Evidence has linked head trauma to increased risk factors for neuropathology, including acute mechanical deformation of the cortical sulcal fundus and, later, perivascular accumulation of hyperphosphorylated tau (p-tau) adjacent to these spaces related to chronic traumatic encephalopathy (CTE). Despite this, little is known about microstructural abnormalities and cellular dyshomeostasis at the acute stage of mild traumatic brain injury (mTBI) in humans, particularly in the cortex.

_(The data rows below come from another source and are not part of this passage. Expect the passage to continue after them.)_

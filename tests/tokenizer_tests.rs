use std::rc::Rc;

use pyrite::options::OptionsBuilder;
use pyrite::{tokenize, Source, Token};

fn tokens_of(source: &str) -> Vec<Token> {
    let source = Rc::new(Source::new_from_string("<test>", source.to_owned()));
    let options = OptionsBuilder::new().build();
    tokenize(&source, &options)
        .map(|lexed| lexed.expect("lexer error").0)
        .collect()
}

fn lex_error(source: &str) -> String {
    let source = Rc::new(Source::new_from_string("<test>", source.to_owned()));
    let options = OptionsBuilder::new().build();
    for lexed in tokenize(&source, &options) {
        if let Err(err) = lexed {
            return format!("{}", err);
        }
    }
    panic!("expected a lexer error for source");
}

#[test]
fn test_simple_statement_tokens() {
    let tokens = tokens_of("let x = 42;");
    assert_eq!(
        tokens,
        vec![
            Token::Identifier("let".to_owned()),
            Token::Identifier("x".to_owned()),
            Token::Equals,
            Token::NumberLiteral(42.0),
            Token::Semicolon,
            Token::Eof,
        ]
    );
}

#[test]
fn test_stream_ends_with_eof_once() {
    let tokens = tokens_of("a");
    assert_eq!(tokens.len(), 2);
    assert_eq!(tokens.last(), Some(&Token::Eof));
}

#[test]
fn test_slash_after_value_is_division() {
    let tokens = tokens_of("a / b");
    assert!(tokens.contains(&Token::Divide));

    let tokens = tokens_of("(a) / 2");
    assert!(tokens.contains(&Token::Divide));
}

#[test]
fn test_slash_in_expression_position_is_regexp() {
    let tokens = tokens_of("x = /ab+c/gi");
    assert!(tokens.iter().any(|token| matches!(
        token,
        Token::RegExpLiteral { pattern, flags } if pattern == "ab+c" && flags == "gi"
    )));

    // After a keyword that expects an expression
    let tokens = tokens_of("return /a/");
    assert!(tokens.iter().any(|token| matches!(token, Token::RegExpLiteral { .. })));

    // After the closing paren of a statement head
    let tokens = tokens_of("if (x) /a/");
    assert!(tokens.iter().any(|token| matches!(token, Token::RegExpLiteral { .. })));
}

#[test]
fn test_regexp_with_class_containing_slash() {
    let tokens = tokens_of("x = /[/]/");
    assert!(tokens.iter().any(|token| matches!(
        token,
        Token::RegExpLiteral { pattern, .. } if pattern == "[/]"
    )));
}

#[test]
fn test_braces_after_function_body_allow_regexp() {
    // The brace closing a function declaration returns to statement position
    let tokens = tokens_of("function f() {} /a/");
    assert!(tokens.iter().any(|token| matches!(token, Token::RegExpLiteral { .. })));

    // The brace closing a function expression does not
    let tokens = tokens_of("x = function f() {} / 2");
    assert!(tokens.contains(&Token::Divide));
}

#[test]
fn test_template_tokens() {
    let tokens = tokens_of("`a${b}c`");
    assert_eq!(
        tokens,
        vec![
            Token::BackQuote,
            Token::TemplateChunk { raw: "a".to_owned(), cooked: Some("a".to_owned()) },
            Token::DollarBrace,
            Token::Identifier("b".to_owned()),
            Token::RightBrace,
            Token::TemplateChunk { raw: "c".to_owned(), cooked: Some("c".to_owned()) },
            Token::BackQuote,
            Token::Eof,
        ]
    );
}

#[test]
fn test_template_with_nested_braces() {
    let tokens = tokens_of("`${ {a: 1} }`");
    let chunk_count = tokens
        .iter()
        .filter(|token| matches!(token, Token::TemplateChunk { .. }))
        .count();
    assert_eq!(chunk_count, 2);
    assert_eq!(tokens.last(), Some(&Token::Eof));
}

#[test]
fn test_template_escape_decoding() {
    let tokens = tokens_of("`a\\n\\u0062`");
    assert!(tokens.iter().any(|token| matches!(
        token,
        Token::TemplateChunk { cooked: Some(cooked), .. } if cooked == "a\nb"
    )));
}

#[test]
fn test_unterminated_template() {
    let message = lex_error("`abc");
    assert!(message.contains("Unterminated template"), "unexpected message: {}", message);
}

#[test]
fn test_string_escapes() {
    let tokens = tokens_of(r#""a\nb\x41B\u{43}""#);
    assert_eq!(tokens[0], Token::StringLiteral("a\nbABC".to_owned()));
}

#[test]
fn test_string_line_continuation() {
    let tokens = tokens_of("\"a\\\nb\"");
    assert_eq!(tokens[0], Token::StringLiteral("ab".to_owned()));
}

#[test]
fn test_unterminated_string() {
    let message = lex_error("\"abc\nd\"");
    assert!(message.contains("Unterminated string"), "unexpected message: {}", message);
}

#[test]
fn test_numeric_literals() {
    assert_eq!(tokens_of("0xFF")[0], Token::NumberLiteral(255.0));
    assert_eq!(tokens_of("0b101")[0], Token::NumberLiteral(5.0));
    assert_eq!(tokens_of("0o17")[0], Token::NumberLiteral(15.0));
    assert_eq!(tokens_of("1.5e2")[0], Token::NumberLiteral(150.0));
    assert_eq!(tokens_of(".25")[0], Token::NumberLiteral(0.25));
    assert_eq!(tokens_of("1_000")[0], Token::NumberLiteral(1000.0));
}

#[test]
fn test_identifier_after_number_is_an_error() {
    let message = lex_error("3in x");
    assert!(
        message.contains("Identifier directly after number"),
        "unexpected message: {}",
        message
    );
}

#[test]
fn test_compound_operators() {
    let tokens = tokens_of("a >>>= b");
    assert!(tokens.contains(&Token::ShiftRightLogicalEq));

    let tokens = tokens_of("a **= b");
    assert!(tokens.contains(&Token::ExponentEq));

    let tokens = tokens_of("a ??= b");
    assert!(tokens.contains(&Token::NullishCoalesceEq));
}

#[test]
fn test_question_dot_vs_conditional() {
    let tokens = tokens_of("a?.b");
    assert!(tokens.contains(&Token::QuestionDot));

    // `?.5` is a conditional with a fractional consequent
    let tokens = tokens_of("x?.5:y");
    assert!(tokens.contains(&Token::Question));
    assert!(tokens.contains(&Token::NumberLiteral(0.5)));
}

#[test]
fn test_comments_are_skipped() {
    let tokens = tokens_of("a // comment\n/* block\ncomment */ b");
    assert_eq!(
        tokens,
        vec![
            Token::Identifier("a".to_owned()),
            Token::Identifier("b".to_owned()),
            Token::Eof,
        ]
    );
}

#[test]
fn test_unterminated_block_comment() {
    let message = lex_error("/* never closed");
    assert!(message.contains("Unterminated comment"), "unexpected message: {}", message);
}

#[test]
fn test_identifiers_with_escapes() {
    let tokens = tokens_of("\\u0061bc");
    assert_eq!(tokens[0], Token::Identifier("abc".to_owned()));

    let tokens = tokens_of("ab\\u{63}");
    assert_eq!(tokens[0], Token::Identifier("abc".to_owned()));
}

#[test]
fn test_unicode_identifiers() {
    let tokens = tokens_of("caf\u{e9} = 1");
    assert_eq!(tokens[0], Token::Identifier("caf\u{e9}".to_owned()));
}

#[test]
fn test_keywords_lex_as_keyword_tokens() {
    let tokens = tokens_of("if else for function class");
    assert_eq!(
        tokens,
        vec![
            Token::If,
            Token::Else,
            Token::For,
            Token::Function,
            Token::Class,
            Token::Eof,
        ]
    );
}

#[test]
fn test_contextual_keywords_lex_as_identifiers() {
    let tokens = tokens_of("async of let static yield await");
    for token in &tokens[..6] {
        assert!(matches!(token, Token::Identifier(_)), "expected identifier, got {:?}", token);
    }
}
#[derive(Debug)]
pub struct ParenthesizedExpression {
    pub loc: Loc,
    pub expression: P<Expression>,
}

#[derive(Debug)]
pub enum Pattern {
    Id(Identifier),
    Array(ArrayPattern),
    Object(ObjectPattern),
    Assign(AssignmentPattern),
    /// A member expression or parenthesized target, valid only on the assignment side of a
    /// destructuring
    Expr(P<Expression>),
}

impl Pattern {
    pub fn loc(&self) -> Loc {
        match self {
            Pattern::Id(patt) => patt.loc,
            Pattern::Array(patt) => patt.loc,
            Pattern::Object(patt) => patt.loc,
            Pattern::Assign(patt) => patt.loc,
            Pattern::Expr(expr) => expr.loc(),
        }
    }

    pub fn iter_bound_names<'a, F: FnMut(&'a Identifier)>(&'a self, f: &mut F) {
        match self {
            Pattern::Id(id) => f(id),
            Pattern::Array(patt) => {
                for element in &patt.elements {
                    match element {
                        ArrayPatternElement::Pattern(pattern) => pattern.iter_bound_names(f),
                        ArrayPatternElement::Rest(rest) => rest.argument.iter_bound_names(f),
                        ArrayPatternElement::Hole => {}
                    }
                }
            }
            Pattern::Object(patt) => {
                for prop in &patt.properties {
                    prop.value.iter_bound_names(f)
                }
            }
            Pattern::Assign(patt) => patt.left.iter_bound_names(f),
            Pattern::Expr(_) => {}
        }
    }
}
impl fmt::Display for ParseError {
    fn fmt(&self, f: &mut fmt::Formatter) -> fmt::Result {
        match self {
            ParseError::Io(io_error) => {
                f.write_str("Error: ")?;
                io_error.fmt(f)
            }
            ParseError::UnknownToken(text) => write!(f, "Unknown token {}", text),
            ParseError::UnexpectedToken(token) => write!(f, "Unexpected token {}", token),
            ParseError::ExpectedToken(actual, expected) => {
                write!(f, "Unexpected token {}, expected {}", actual, expected)
            }
            ParseError::InvalidUnicode => write!(f, "Invalid utf-8 sequence"),
            ParseError::UnterminatedStringLiteral => write!(f, "Unterminated string literal"),
            ParseError::UnterminatedTemplate => write!(f, "Unterminated template"),
            ParseError::UnterminatedRegexp => write!(f, "Unterminated regular expression"),
            ParseError::UnterminatedComment => write!(f, "Unterminated comment"),
            ParseError::MalformedEscapeSequence => write!(f, "Malformed escape sequence"),
            ParseError::MalformedNumericLiteral => write!(f, "Invalid number"),
            ParseError::BigIntLeadingZero => write!(f, "BigInt cannot have a leading zero"),
            ParseError::LegacyOctalLiteralInStrictMode => {
                write!(f, "Octal literals are not allowed in strict mode")
            }
            ParseError::LegacyOctalEscapeInStrictMode => {
                write!(f, "Octal escape sequences are not allowed in strict mode")
            }
            ParseError::LegacyNonOctalEscapeInStrictMode => {
                write!(f, "\\8 and \\9 are not allowed in strict mode")
            }
            ParseError::TrailingNumericSeparator => write!(
                f,
                "Underscore can appear only between digits, not after the last digit in a number"
            ),
            ParseError::AdjacentNumericSeparators => {
                write!(f, "Number cannot contain multiple adjacent underscores")
            }
            ParseError::SeparatorInLegacyOctal => {
                write!(f, "Underscore is not allowed in legacy octal literals")
            }
            ParseError::IdentifierAfterNumber => write!(f, "Identifier directly after number"),
            ParseError::EscapeSequenceInKeyword(keyword) => {
                write!(f, "Escape sequence in keyword {}", keyword)
            }
            ParseError::InvalidRegexpFlag => write!(f, "Invalid regular expression flag"),
            ParseError::DuplicateRegexpFlag => write!(f, "Duplicate regular expression flag"),
            ParseError::EscapeInRegexpFlags => {
                write!(f, "Regular expression flags cannot contain unicode escapes")
            }
            ParseError::RegexpSyntax { pattern, description } => {
                write!(f, "Invalid regular expression: /{}/: {}", pattern, description)
            }
            ParseError::ThrowArgumentOnNewLine => write!(f, "Illegal newline after throw"),
            ParseError::LexicalDeclarationInSingleStatement => {
                write!(f, "Lexical declaration cannot appear in a single-statement context")
            }
            ParseError::ForInOfDeclarationWithInitializer(is_in) => {
                let kind = if *is_in { "for-in" } else { "for-of" };
                write!(f, "{} loop variable declaration may not have an initializer", kind)
            }
            ParseError::ForOfLet => {
                write!(f, "The left-hand side of a for-of loop may not start with 'let'")
            }
            ParseError::ForOfAsync => {
                write!(f, "The left-hand side of a for-of loop may not be 'async'")
            }
            ParseError::ReservedWord(name) => write!(f, "The keyword '{}' is reserved", name),
            ParseError::UnexpectedKeyword(name) => write!(f, "Unexpected keyword '{}'", name),
            ParseError::AwaitOutsideAsync => {
                write!(f, "Cannot use keyword 'await' outside an async function")
            }
            ParseError::AwaitIdentifierInAsync => {
                write!(f, "Cannot use 'await' as identifier inside an async function")
            }
            ParseError::YieldIdentifierInGenerator => {
                write!(f, "Cannot use 'yield' as identifier inside a generator")
            }
            ParseError::YieldInParameters => {
                write!(f, "Yield expression cannot be a default value")
            }
            ParseError::AwaitInParameters => {
                write!(f, "Await expression cannot be a default value")
            }
            ParseError::NameRedeclaration(name) => {
                write!(f, "Identifier '{}' has already been declared", name)
            }
            ParseError::DuplicateLabel(name) => {
                write!(f, "Label '{}' is already declared", name)
            }
            ParseError::UnsyntacticJump(keyword) => write!(f, "Unsyntactic {}", keyword),
            ParseError::WithInStrictMode => write!(f, "'with' in strict mode"),
            ParseError::DeleteIdentifierInStrictMode => {
                write!(f, "Deleting local variable in strict mode")
            }
            ParseError::StrictModeLVal { name, is_binding } => {
                let action = if *is_binding { "Binding" } else { "Assigning to" };
                write!(f, "{} '{}' in strict mode", action, name)
            }
            ParseError::ArgumentNameClash => write!(f, "Argument name clash"),
            ParseError::UseStrictNonSimpleParams => {
                write!(f, "Illegal 'use strict' directive in function with non-simple parameter list")
            }
            ParseError::ReturnOutsideFunction => write!(f, "'return' outside of function"),
            ParseError::MultipleConstructors => {
                write!(f, "Duplicate constructor in the same class")
            }
            ParseError::ConstructorGetterSetter => {
                write!(f, "Constructor can't have get/set modifier")
            }
            ParseError::ConstructorGenerator => write!(f, "Constructor can't be a generator"),
            ParseError::ConstructorAsync => write!(f, "Constructor can't be an async method"),
            ParseError::ClassStaticPrototype => {
                write!(f, "Classes may not have a static property named prototype")
            }
            ParseError::DuplicateProtoProperty => {
                write!(f, "Redefinition of __proto__ property")
            }
            ParseError::ConstWithoutInitializer => {
                write!(f, "Const declarations must have an initializer")
            }
            ParseError::MissingPatternInitializer => {
                write!(f, "Complex binding patterns require an initialization value")
            }
            ParseError::LetNameInLexicalDeclaration => {
                write!(f, "let is disallowed as a lexically bound name")
            }
            ParseError::GetterWrongNumberOfParams => write!(f, "getter should have no params"),
            ParseError::SetterWrongNumberOfParams => {
                write!(f, "setter should have exactly one param")
            }
            ParseError::SetterRestParam => write!(f, "Setter cannot use rest params"),
            ParseError::ShorthandPropertyAssignment => {
                write!(f, "Shorthand property assignments are valid only in destructuring patterns")
            }
            ParseError::TrailingCommaAfterRest => {
                write!(f, "Comma is not permitted after the rest element")
            }
            ParseError::ParenthesizedPattern => write!(f, "Parenthesized pattern"),
            ParseError::RestElementNotLast => write!(f, "Rest element must be last element"),
            ParseError::InvalidDefaultOperator => {
                write!(f, "Only '=' operator can be used for specifying default value")
            }
            ParseError::ObjectPatternAccessor => {
                write!(f, "Object pattern can't contain getter or setter")
            }
            ParseError::AssigningToRvalue => write!(f, "Assigning to rvalue"),
            ParseError::BindingRvalue => write!(f, "Binding rvalue"),
            ParseError::BindingMemberExpression => write!(f, "Binding member expression"),
            ParseError::BindingParenthesizedExpression => {
                write!(f, "Binding parenthesized expression")
            }
            ParseError::OptionalChainAssignment => {
                write!(f, "Optional chaining cannot appear in left-hand side")
            }
            ParseError::OptionalChainNew => {
                write!(f, "Optional chaining cannot appear in the callee of new expressions")
            }
            ParseError::OptionalChainTemplate => {
                write!(f, "Optional chaining cannot appear in the tag of tagged template expressions")
            }
            ParseError::MixedLogicalCoalesce => write!(
                f,
                "Logical expressions and coalesce expressions cannot be mixed. Wrap either by parentheses"
            ),
            ParseError::NewTargetOutsideFunction => {
                write!(f, "'new.target' can only be used in functions")
            }
            ParseError::ExpectedNewTarget => {
                write!(f, "The only valid meta property for new is 'new.target'")
            }
            ParseError::ImportMetaOutsideModule => {
                write!(f, "Cannot use 'import.meta' outside a module")
            }
            ParseError::ExpectedImportMeta => {
                write!(f, "The only valid meta property for import is 'import.meta'")
            }
            ParseError::MetaPropertyEscape(name) => {
                write!(f, "'{}' must not contain escaped characters", name)
            }
            ParseError::DynamicImportTrailingComma => {
                write!(f, "Trailing comma is not allowed in import()")
            }
            ParseError::ImportExportOutsideModule => {
                write!(f, "'import' and 'export' may appear only with 'sourceType: module'")
            }
            ParseError::ImportExportNotAtTopLevel => {
                write!(f, "'import' and 'export' may only appear at the top level")
            }
            ParseError::DuplicateExport(name) => write!(f, "Duplicate export '{}'", name),
            ParseError::UndefinedExport(name) => write!(f, "Export '{}' is not defined", name),
            ParseError::SuperOutsideMethod => write!(f, "'super' keyword outside a method"),
            ParseError::SuperCallOutsideDerivedConstructor => {
                write!(f, "super() call outside constructor of a subclass")
            }
            ParseError::BadTemplateEscape => {
                write!(f, "Bad escape sequence in untagged template literal")
            }
            ParseError::MultipleDefaultClauses => write!(f, "Multiple default clauses"),
            ParseError::RedefinitionOfProperty => write!(f, "Redefinition of property"),
            ParseError::MissingCatchOrFinally => write!(f, "Missing catch or finally clause"),
            ParseError::RestDefaultValue => {
                write!(f, "Rest elements cannot have a default value")
            }
            ParseError::StringExportWithoutFrom => {
                write!(f, "A string literal cannot be used as an exported binding without 'from'")
            }
        }
    }
}
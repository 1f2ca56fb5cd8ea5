use criterion::{black_box, criterion_group, criterion_main, Criterion};

use pyrite::options::OptionsBuilder;
use pyrite::parse;

const FIXTURE: &str = r#"
"use strict";

class Queue {
    constructor(capacity = 16) {
        this.items = new Array(capacity);
        this.head = 0;
        this.tail = 0;
    }

    get length() {
        return (this.tail - this.head + this.items.length) % this.items.length;
    }

    push(item) {
        this.items[this.tail] = item;
        this.tail = (this.tail + 1) % this.items.length;
    }

    *drain() {
        while (this.head !== this.tail) {
            yield this.items[this.head];
            this.head = (this.head + 1) % this.items.length;
        }
    }
}

const matcher = /([a-z]+)-(\d{1,4})/i;

async function process(queue, handler) {
    for (const item of queue.drain()) {
        const match = matcher.exec(item?.name ?? "");
        if (!match) continue;
        const [, word, digits] = match;
        await handler({ word, count: Number(digits), raw: `${word}:${digits}` });
    }
}

function makeHandlers({ verbose = false, ...rest }) {
    return Object.keys(rest).map((key, index) => (value) =>
        verbose ? console.log(key, index, value) : void 0
    );
}
"#;

fn bench_parse(c: &mut Criterion) {
    c.bench_function("parse_fixture", |b| {
        b.iter(|| parse(black_box(FIXTURE), OptionsBuilder::new().build()).unwrap())
    });
}

criterion_group!(benches, bench_parse);
criterion_main!(benches);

To address this gap in the literature, we designed the first architectonically-motivated quantitative susceptibility mapping (QSM) study to assess regional patterns of positive (iron-related) and negative (myelin-, calcium-, and protein-related) magnetic susceptibility in cortical regions of interest (ROI) following mTBI. Depth- and curvature-specific positive and negative QSM values were compared between 25 males with acute (< 14 days) sports-related mTBI (sr-mTBI) and 25 age-matched male controls across 34 cortical ROIs. Bilateral between-group analyses were conducted on specific ROI curvature bins (crown, bank, and fundus) as well as a combined curvature measure, across 21 cortical depths, for each ROI. Correlations between positive and negative susceptibility were analysed for age, brain injury severity, and the number of days since injury. We observed significant group differences in magnetic susceptibility for depth, curvature, and ROIs. Our results suggest a trauma-induced pattern of iron deposition preferential to superficial, perivascular-adjacent spaces in the sulci of the parahippocampal gyrus. Co-localised decreases in diamagnetism in the same region suggest dual pathology of neural substrates, the biological mechanisms behind which remain speculative. Significant correlations were found between magnetic susceptibility and age, both in ROIs and cortical depths distinct from those showing sr-mTBI-related differences. Little to no relationship was observed between magnetic susceptibility and subjective markers of injury or injury latency. The coherence between our findings and pathognomonic patterns of misfolded proteins in trauma-related neurodegeneration is interesting, which may have implications for the role of brain iron in microstructural cortical tissue damage after a mild brain injury. Further longitudinal research is needed to elucidate the long-term implications of our findings.